▶ _WHAT YOU ARE ASKED TO DO_:
The expected response is a copy of every line in the entries below that includes the word "crate".

───

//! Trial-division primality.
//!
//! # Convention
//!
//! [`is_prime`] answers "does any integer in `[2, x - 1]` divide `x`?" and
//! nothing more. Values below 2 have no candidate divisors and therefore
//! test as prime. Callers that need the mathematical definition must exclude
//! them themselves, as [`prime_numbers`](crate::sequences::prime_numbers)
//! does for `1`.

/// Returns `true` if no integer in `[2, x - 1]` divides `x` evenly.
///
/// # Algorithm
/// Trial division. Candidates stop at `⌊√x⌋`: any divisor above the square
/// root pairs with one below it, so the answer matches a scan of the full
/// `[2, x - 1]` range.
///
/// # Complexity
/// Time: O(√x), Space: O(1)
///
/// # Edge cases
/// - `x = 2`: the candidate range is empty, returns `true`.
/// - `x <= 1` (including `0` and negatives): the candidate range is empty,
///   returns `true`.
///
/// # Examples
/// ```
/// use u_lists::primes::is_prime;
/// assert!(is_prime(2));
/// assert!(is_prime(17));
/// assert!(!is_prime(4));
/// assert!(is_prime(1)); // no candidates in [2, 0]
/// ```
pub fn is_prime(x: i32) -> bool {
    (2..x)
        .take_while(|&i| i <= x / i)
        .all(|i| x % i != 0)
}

───

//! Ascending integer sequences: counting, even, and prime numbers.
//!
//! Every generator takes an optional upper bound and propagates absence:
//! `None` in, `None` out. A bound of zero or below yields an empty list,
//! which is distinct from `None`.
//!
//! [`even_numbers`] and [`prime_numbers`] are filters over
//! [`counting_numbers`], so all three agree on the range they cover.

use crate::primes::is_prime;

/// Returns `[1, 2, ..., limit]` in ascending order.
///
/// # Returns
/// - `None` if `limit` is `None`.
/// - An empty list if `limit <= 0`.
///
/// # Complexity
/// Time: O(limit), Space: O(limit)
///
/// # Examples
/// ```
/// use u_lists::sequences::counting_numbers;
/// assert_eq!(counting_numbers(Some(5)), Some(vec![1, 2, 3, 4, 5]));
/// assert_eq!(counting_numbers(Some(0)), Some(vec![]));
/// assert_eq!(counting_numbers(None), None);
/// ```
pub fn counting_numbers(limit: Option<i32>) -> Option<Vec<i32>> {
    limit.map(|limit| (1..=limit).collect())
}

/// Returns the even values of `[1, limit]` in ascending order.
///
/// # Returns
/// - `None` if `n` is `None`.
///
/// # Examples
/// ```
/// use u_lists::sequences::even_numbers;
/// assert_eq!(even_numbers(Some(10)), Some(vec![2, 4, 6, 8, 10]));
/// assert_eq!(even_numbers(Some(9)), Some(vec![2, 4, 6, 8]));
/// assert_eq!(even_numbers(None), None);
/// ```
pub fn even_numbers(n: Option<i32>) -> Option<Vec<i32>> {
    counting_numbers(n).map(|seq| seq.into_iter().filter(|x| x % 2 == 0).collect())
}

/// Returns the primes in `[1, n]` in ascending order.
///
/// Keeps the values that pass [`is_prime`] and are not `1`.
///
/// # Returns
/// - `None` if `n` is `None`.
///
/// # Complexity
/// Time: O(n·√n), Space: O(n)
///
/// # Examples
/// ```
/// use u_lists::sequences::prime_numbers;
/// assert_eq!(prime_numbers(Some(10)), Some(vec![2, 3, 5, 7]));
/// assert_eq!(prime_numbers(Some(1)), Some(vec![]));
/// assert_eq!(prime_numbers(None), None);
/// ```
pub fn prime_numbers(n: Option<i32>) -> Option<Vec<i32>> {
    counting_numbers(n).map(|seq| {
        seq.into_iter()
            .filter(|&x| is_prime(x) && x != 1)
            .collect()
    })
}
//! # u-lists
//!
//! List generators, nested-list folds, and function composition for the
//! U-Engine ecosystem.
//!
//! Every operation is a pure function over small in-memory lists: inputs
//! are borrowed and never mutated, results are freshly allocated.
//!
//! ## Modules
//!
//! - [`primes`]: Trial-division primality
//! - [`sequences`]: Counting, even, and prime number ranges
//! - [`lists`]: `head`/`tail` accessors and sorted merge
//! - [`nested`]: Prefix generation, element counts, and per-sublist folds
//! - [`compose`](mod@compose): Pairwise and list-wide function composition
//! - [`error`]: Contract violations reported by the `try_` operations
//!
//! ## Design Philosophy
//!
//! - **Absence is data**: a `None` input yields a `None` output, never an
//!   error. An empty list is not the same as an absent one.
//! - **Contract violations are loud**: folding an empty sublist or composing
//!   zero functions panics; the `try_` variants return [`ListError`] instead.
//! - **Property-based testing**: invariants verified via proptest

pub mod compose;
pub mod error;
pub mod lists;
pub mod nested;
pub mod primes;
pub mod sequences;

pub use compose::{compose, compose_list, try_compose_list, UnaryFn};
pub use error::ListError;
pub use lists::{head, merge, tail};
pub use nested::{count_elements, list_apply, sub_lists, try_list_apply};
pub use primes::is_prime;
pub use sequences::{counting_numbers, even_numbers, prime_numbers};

───

▶ _ANSWER SECTION_:
//! them themselves, as [`prime_numbers`](crate::sequences::prime_numbers)
use crate::primes::is_prime;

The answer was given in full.